In 1940 Lord Woolton, Francois Latry, was the Master Chef at London’s Savoy Hotel and was also the Ministry of Food. He invented a pie recipe which became very popular and was called: “Woolton’s Pie.” Onions were not originally included in the recipe in 1941 as the growers were under NAZI occupation. Brewer’s yeast extract, or Marmite, is also included in the recipe. Use it sparingly as it has a salty, meaty flavor.
The heaviest turnip on record was grown by Scott and Mardie Robb of Palmer, Alaska. At the state fair it weighed in at 39 pounds, 3 ounces. Turnips have also been grown for livestock feed.
Turnips are a cool weather plant and seeds should be sown 2 to 3 weeks before the last spring frost or late in the summer. They will mature in 40 to 60 days for best eating.
A worthy hobby for a worthy program
This does not pertain to food, but I found out about a program some knitters and crocheters may like to participate in as October was Cancer Month. The program is Knitted Knockers (kinittedknockers.org). It is a program where volunteers knit or crochet special balls which are freely given to breast cancer survivors. Knitted Knockers are a special hand-made breast prostheses for women who have undergone mastectomies or other breast procedures. They are made in all sizes and colors. Neutral colors though are most requested, also pairs. All are sent free upon request, although donations are appreciated. I told a friend about it who had a double mastectomy. She ordered a pair and loved them.
The organization provides free patterns using double pointed knitting needles, also in crochet, using an approved yarn that is also sold in local yarn stores and Walmart. There are various groups within your state.
Something to think about: “A turnip is a capricious vegetable, which seems reluctant to show itself at its best.” - Waverly Root
Wash, peel and quarter X amount of turnips. Place on a flat pan and drizzle with olive oil. Sprinkle with salt, pepper, and rosemary leaves. Bake in a 375 F. oven for 30 minutes. Toss with a spatula every 10 minutes to brown.
(War time pastry dish of vegetables when rationing and shortages made other dishes hard to prepare)
1 lb. Cauliflower
1 lb. Parsnips
1 lb. Carrots
1 lb. Potatoes
(chopped onions if used)
2 teaspoons Marmite
1 Tablespoon rolled oats
Salt and pepper when vegetables are cooked
Parsley, fresh or dried
For the pastry:
8 ounces (1 cup) whole wheat flour
2 teaspoons baking powder
Couple large pinches salt
3/4 cups margarine or lard
1/2 cup mashed potatoes
Dash of water, if needed
Chop the vegetables into chunks with those that take longer to cook in smaller pieces. Place in a pot and bring to a simmer with just enough water to reach 3/4 of the way up the vegetables in the pot.
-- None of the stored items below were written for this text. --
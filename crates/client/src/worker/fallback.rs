//! Last-resort responses.
//!
//! Every path through the worker ends in a response; these are the ones used
//! when neither the network nor a cached copy of the request is available.

use cycleways_core::{Request, Response, ResponseSource, Store};
use url::Url;

pub const OFFLINE_PAGE_UNAVAILABLE: &str = "Offline page not available";
pub const API_RESPONSE_UNAVAILABLE: &str = "API response not available";

/// Produces the offline page or a synthetic 503.
#[derive(Debug, Clone)]
pub struct FallbackHandler {
    offline: Request,
}

impl FallbackHandler {
    pub fn new(offline_url: Url) -> Self {
        Self { offline: Request::get(offline_url) }
    }

    pub fn offline_url(&self) -> &Url {
        &self.offline.url
    }

    /// The cached offline page, or a 503 saying it is missing.
    pub async fn offline_page(&self, store: &Store) -> Response {
        match store.match_request(&self.offline).await {
            Ok(Some(stored)) => Response::from_stored(stored).with_source(ResponseSource::Fallback),
            Ok(None) => {
                tracing::warn!(url = %self.offline.url, "offline page missing from store");
                Self::unavailable(OFFLINE_PAGE_UNAVAILABLE)
            }
            Err(e) => {
                tracing::warn!(url = %self.offline.url, "offline page lookup failed: {e}");
                Self::unavailable(OFFLINE_PAGE_UNAVAILABLE)
            }
        }
    }

    /// 503 for a background API call with nothing to fall back on.
    pub fn api_unavailable() -> Response {
        Self::unavailable(API_RESPONSE_UNAVAILABLE)
    }

    fn unavailable(message: &str) -> Response {
        Response::synthetic(503, "Service Unavailable", message)
    }
}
Add the (Brewers Yeast) and rolled oats, salt and pepper and cook until tender and most of the water has been absorbed.
Place the mixture in a deep pie dish and sprinkle with parsley and mix in.
Make the pastry by mixing the flour, baking powder and salt. Rub in the margarine/lard. Mix the mashed potatoes in to form a dough and knead. Add a little water if too dry. Roll out to form the pie crust and place on top of the pie dish. Decorate. Brush top with milk. Place into a 400 F. oven for 30 minutes or until top is browned.
GRATED TURNIP SALAD
5 cups grated turnips
2 cups finely grated carrots
1/2 cup minced red onions,
1/2 cup minced fresh parsley
1/4 cup olive oil,
3 Tablespoons lemon juice
1/2 teaspoon sugar
Salt and pepper to taste
Toss grated turnips with 2 finely grated carrots, minced red onions, and minced fresh parsley. Whisk together olive oil, lemon juice, and sugar, with salt and pepper to taste. Pour the dressing over the salad and toss to coat. Refrigerate at least one hour. Mix again to serve.